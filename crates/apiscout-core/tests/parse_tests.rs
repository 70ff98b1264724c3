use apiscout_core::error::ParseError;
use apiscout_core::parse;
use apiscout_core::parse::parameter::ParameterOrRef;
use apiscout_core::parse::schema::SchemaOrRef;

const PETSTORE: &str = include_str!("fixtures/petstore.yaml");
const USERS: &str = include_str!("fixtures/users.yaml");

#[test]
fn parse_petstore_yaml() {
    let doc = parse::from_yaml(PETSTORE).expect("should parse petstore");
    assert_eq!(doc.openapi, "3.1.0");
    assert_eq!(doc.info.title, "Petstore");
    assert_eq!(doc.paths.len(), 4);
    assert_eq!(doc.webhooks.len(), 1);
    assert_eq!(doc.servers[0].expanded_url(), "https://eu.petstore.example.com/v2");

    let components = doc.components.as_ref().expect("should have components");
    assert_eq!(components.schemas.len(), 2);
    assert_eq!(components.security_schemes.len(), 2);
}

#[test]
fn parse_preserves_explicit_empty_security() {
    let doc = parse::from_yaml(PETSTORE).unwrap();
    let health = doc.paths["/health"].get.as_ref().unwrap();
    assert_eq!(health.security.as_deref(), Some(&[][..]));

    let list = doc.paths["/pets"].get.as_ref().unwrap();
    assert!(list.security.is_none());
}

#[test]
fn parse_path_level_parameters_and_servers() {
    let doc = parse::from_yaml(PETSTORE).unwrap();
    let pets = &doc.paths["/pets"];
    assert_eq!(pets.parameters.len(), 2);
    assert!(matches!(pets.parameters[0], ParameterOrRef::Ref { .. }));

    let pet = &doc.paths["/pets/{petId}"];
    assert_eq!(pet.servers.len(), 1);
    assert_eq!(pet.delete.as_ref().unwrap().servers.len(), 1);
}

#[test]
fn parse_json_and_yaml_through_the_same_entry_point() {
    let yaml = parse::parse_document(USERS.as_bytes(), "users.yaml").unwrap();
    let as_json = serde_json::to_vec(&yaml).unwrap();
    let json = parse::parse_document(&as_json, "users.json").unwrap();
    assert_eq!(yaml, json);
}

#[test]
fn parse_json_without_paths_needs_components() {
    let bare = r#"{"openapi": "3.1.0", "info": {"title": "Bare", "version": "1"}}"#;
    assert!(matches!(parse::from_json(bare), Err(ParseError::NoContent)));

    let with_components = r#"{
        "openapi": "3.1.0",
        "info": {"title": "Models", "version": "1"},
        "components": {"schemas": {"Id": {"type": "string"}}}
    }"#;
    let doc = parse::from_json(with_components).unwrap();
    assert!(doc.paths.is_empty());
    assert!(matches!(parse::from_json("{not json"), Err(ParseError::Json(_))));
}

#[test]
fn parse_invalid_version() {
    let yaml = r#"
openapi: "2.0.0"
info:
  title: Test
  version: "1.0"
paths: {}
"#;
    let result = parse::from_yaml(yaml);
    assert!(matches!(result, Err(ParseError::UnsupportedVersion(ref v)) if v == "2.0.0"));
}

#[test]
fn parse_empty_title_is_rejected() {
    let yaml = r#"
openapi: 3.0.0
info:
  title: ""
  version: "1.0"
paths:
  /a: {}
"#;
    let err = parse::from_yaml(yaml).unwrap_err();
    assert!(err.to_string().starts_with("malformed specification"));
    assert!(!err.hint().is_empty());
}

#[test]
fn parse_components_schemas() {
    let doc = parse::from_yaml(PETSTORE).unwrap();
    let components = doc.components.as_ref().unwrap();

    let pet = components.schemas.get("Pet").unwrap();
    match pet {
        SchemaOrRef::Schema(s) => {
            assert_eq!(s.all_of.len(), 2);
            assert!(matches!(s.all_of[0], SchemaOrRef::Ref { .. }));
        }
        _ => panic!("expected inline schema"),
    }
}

************

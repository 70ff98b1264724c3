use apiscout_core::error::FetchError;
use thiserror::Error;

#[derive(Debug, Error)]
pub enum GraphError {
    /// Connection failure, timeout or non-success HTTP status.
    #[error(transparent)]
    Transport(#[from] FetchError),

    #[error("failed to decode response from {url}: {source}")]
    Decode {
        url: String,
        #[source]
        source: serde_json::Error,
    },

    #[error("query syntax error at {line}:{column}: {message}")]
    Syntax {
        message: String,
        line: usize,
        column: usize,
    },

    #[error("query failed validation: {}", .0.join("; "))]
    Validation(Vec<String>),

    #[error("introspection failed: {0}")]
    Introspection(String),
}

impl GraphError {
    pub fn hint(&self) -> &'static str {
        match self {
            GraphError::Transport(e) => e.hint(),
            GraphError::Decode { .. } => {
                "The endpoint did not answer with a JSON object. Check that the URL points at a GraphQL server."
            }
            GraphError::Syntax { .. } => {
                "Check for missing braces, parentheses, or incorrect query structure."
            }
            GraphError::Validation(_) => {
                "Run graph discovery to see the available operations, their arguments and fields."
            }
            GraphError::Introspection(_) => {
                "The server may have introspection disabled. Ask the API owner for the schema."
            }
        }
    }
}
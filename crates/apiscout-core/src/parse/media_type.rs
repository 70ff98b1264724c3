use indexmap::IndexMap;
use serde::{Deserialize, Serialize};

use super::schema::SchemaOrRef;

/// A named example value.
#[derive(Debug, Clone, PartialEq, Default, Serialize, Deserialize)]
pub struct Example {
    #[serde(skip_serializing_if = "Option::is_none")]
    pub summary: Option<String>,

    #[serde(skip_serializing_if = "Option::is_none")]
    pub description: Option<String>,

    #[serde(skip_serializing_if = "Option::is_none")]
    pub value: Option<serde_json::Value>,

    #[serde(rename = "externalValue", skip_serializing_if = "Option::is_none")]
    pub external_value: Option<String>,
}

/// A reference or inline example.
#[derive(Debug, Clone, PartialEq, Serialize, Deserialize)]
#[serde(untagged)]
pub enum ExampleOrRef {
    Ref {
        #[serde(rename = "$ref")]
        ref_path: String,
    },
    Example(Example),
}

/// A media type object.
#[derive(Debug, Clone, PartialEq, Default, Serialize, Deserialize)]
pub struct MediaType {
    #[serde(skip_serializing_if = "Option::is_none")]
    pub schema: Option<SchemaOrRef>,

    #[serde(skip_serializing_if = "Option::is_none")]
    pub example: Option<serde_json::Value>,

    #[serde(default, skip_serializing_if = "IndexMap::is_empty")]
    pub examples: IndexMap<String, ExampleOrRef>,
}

************

» What the task asks
Going through the records above, state how many lines include the word "result", and give no other text.

» Completed task
2